[Stored data entries]
+++
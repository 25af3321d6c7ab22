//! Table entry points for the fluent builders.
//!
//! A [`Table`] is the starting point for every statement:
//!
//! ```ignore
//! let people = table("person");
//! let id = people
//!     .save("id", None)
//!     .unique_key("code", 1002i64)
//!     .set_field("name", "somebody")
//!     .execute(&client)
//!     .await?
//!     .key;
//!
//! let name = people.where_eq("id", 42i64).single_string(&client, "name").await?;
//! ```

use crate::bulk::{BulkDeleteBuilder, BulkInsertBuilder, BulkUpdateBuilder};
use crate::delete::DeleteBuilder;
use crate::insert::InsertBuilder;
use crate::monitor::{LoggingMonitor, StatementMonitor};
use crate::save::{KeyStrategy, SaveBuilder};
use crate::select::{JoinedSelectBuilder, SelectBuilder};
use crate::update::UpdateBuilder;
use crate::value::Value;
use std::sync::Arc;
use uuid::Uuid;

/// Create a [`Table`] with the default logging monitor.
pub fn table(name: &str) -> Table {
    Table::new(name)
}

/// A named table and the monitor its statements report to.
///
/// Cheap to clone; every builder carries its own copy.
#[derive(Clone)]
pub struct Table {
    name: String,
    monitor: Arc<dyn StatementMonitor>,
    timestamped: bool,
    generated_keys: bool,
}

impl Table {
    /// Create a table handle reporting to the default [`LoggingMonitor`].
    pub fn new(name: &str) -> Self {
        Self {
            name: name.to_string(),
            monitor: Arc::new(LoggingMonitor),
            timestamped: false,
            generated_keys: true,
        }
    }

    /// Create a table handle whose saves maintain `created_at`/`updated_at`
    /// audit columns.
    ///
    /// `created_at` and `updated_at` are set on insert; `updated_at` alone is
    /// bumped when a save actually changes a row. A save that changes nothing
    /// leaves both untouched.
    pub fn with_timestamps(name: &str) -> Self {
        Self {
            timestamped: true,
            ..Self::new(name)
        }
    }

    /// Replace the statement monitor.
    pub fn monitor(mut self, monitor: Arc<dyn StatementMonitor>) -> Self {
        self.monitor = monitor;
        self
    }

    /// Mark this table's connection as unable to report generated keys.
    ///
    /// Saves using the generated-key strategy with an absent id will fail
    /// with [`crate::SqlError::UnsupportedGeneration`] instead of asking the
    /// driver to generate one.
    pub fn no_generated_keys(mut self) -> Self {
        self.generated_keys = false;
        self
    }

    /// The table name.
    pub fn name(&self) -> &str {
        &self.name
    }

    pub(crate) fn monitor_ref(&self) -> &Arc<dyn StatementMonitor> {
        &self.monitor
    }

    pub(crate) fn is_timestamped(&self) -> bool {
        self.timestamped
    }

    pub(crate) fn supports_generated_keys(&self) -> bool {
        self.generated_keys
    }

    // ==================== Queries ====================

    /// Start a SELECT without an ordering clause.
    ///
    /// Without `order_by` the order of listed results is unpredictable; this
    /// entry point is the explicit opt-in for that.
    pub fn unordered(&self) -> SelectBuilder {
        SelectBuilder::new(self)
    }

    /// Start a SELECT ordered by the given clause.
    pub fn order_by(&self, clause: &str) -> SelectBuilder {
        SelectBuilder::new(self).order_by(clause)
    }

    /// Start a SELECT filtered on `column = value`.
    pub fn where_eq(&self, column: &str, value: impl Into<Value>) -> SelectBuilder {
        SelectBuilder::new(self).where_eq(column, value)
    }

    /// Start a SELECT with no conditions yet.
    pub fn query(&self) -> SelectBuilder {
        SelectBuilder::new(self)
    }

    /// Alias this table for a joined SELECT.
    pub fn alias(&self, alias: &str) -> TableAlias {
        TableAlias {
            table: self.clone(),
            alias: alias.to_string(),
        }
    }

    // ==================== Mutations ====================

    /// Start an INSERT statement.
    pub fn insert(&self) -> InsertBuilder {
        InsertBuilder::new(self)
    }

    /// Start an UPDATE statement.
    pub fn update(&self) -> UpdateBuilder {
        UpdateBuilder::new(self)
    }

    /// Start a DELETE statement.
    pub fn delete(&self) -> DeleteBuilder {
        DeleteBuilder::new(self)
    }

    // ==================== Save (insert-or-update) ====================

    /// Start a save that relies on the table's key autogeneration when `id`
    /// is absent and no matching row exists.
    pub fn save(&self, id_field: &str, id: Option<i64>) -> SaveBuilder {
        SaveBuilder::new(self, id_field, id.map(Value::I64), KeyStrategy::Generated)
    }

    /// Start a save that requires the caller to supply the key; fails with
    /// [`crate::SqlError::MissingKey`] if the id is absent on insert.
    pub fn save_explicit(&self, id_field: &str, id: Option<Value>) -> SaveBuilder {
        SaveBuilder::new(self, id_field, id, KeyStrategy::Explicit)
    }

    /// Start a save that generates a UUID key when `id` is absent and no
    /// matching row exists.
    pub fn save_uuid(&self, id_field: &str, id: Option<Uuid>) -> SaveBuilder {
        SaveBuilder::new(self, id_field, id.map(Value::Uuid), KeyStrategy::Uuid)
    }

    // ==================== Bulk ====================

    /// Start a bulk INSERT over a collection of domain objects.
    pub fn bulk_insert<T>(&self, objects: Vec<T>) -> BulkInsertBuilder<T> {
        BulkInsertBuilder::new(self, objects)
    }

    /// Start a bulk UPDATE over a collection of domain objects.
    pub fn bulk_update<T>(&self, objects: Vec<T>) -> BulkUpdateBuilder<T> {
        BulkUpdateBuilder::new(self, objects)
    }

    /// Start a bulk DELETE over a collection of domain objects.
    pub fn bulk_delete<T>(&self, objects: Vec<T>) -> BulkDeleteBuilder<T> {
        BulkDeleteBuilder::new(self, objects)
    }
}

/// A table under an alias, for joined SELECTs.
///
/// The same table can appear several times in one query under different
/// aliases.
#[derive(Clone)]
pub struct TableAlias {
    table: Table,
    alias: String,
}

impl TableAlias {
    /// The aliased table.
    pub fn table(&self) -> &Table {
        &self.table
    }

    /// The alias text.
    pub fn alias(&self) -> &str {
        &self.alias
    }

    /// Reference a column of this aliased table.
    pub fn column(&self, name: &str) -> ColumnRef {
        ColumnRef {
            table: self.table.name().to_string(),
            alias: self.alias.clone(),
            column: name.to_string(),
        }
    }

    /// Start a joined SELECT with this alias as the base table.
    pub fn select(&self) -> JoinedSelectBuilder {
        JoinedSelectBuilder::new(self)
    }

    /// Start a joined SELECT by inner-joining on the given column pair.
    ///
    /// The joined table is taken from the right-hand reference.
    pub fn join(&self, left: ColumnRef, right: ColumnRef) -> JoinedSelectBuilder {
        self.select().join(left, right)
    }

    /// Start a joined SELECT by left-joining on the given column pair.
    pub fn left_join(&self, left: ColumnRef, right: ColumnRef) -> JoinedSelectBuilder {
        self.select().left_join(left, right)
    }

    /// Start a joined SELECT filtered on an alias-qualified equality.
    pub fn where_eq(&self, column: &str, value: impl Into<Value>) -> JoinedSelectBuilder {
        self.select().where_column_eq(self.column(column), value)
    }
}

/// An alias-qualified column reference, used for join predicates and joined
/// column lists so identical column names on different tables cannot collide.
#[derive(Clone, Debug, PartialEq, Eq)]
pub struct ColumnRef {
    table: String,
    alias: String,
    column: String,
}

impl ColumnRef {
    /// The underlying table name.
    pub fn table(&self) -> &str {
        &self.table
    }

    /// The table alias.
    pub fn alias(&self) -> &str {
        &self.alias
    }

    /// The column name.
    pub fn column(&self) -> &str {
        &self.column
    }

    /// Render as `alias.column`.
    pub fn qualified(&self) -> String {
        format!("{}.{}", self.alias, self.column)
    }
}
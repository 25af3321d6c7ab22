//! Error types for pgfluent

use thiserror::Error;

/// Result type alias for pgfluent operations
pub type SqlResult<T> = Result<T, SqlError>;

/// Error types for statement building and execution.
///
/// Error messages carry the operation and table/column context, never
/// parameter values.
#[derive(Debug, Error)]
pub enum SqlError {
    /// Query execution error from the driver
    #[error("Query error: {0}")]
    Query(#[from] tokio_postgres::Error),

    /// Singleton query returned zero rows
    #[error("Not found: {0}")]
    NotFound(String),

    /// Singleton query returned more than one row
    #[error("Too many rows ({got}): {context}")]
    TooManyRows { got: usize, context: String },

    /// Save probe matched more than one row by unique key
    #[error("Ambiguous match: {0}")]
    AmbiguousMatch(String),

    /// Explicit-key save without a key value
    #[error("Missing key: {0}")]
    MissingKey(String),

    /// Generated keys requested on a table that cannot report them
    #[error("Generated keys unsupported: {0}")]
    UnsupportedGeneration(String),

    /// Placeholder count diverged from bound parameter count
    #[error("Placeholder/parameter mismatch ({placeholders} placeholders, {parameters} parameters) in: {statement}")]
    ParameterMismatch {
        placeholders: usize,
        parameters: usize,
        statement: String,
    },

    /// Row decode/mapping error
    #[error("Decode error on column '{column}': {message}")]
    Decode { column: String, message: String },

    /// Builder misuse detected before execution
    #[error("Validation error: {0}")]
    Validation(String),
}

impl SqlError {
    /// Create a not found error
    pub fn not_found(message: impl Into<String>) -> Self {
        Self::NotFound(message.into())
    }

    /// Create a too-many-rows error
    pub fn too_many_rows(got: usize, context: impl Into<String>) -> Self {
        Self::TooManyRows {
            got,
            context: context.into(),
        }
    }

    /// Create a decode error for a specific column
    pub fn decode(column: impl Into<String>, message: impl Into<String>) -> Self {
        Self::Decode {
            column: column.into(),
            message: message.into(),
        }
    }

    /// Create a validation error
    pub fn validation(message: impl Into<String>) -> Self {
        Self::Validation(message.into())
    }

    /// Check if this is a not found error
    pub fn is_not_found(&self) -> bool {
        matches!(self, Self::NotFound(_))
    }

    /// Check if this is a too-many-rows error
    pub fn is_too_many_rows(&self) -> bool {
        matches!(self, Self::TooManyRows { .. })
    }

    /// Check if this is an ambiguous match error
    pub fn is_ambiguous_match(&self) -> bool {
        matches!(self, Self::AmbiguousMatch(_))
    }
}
+++
EXERCISE REQUIREMENTS
Using the data above, reproduce exactly the lines from the line that contains "use std::sync::Arc;" through the line that contains "set on insert;", including both.

EXPECTED OUTPUT
use std::sync::Arc;
use uuid::Uuid;

/// Create a [`Table`] with the default logging monitor.
pub fn table(name: &str) -> Table {
    Table::new(name)
}

/// A named table and the monitor its statements report to.
///
/// Cheap to clone; every builder carries its own copy.
#[derive(Clone)]
pub struct Table {
    name: String,
    monitor: Arc<dyn StatementMonitor>,
    timestamped: bool,
    generated_keys: bool,
}

impl Table {
    /// Create a table handle reporting to the default [`LoggingMonitor`].
    pub fn new(name: &str) -> Self {
        Self {
            name: name.to_string(),
            monitor: Arc::new(LoggingMonitor),
            timestamped: false,
            generated_keys: true,
        }
    }

    /// Create a table handle whose saves maintain `created_at`/`updated_at`
    /// audit columns.
    ///
    /// `created_at` and `updated_at` are set on insert; `updated_at` alone is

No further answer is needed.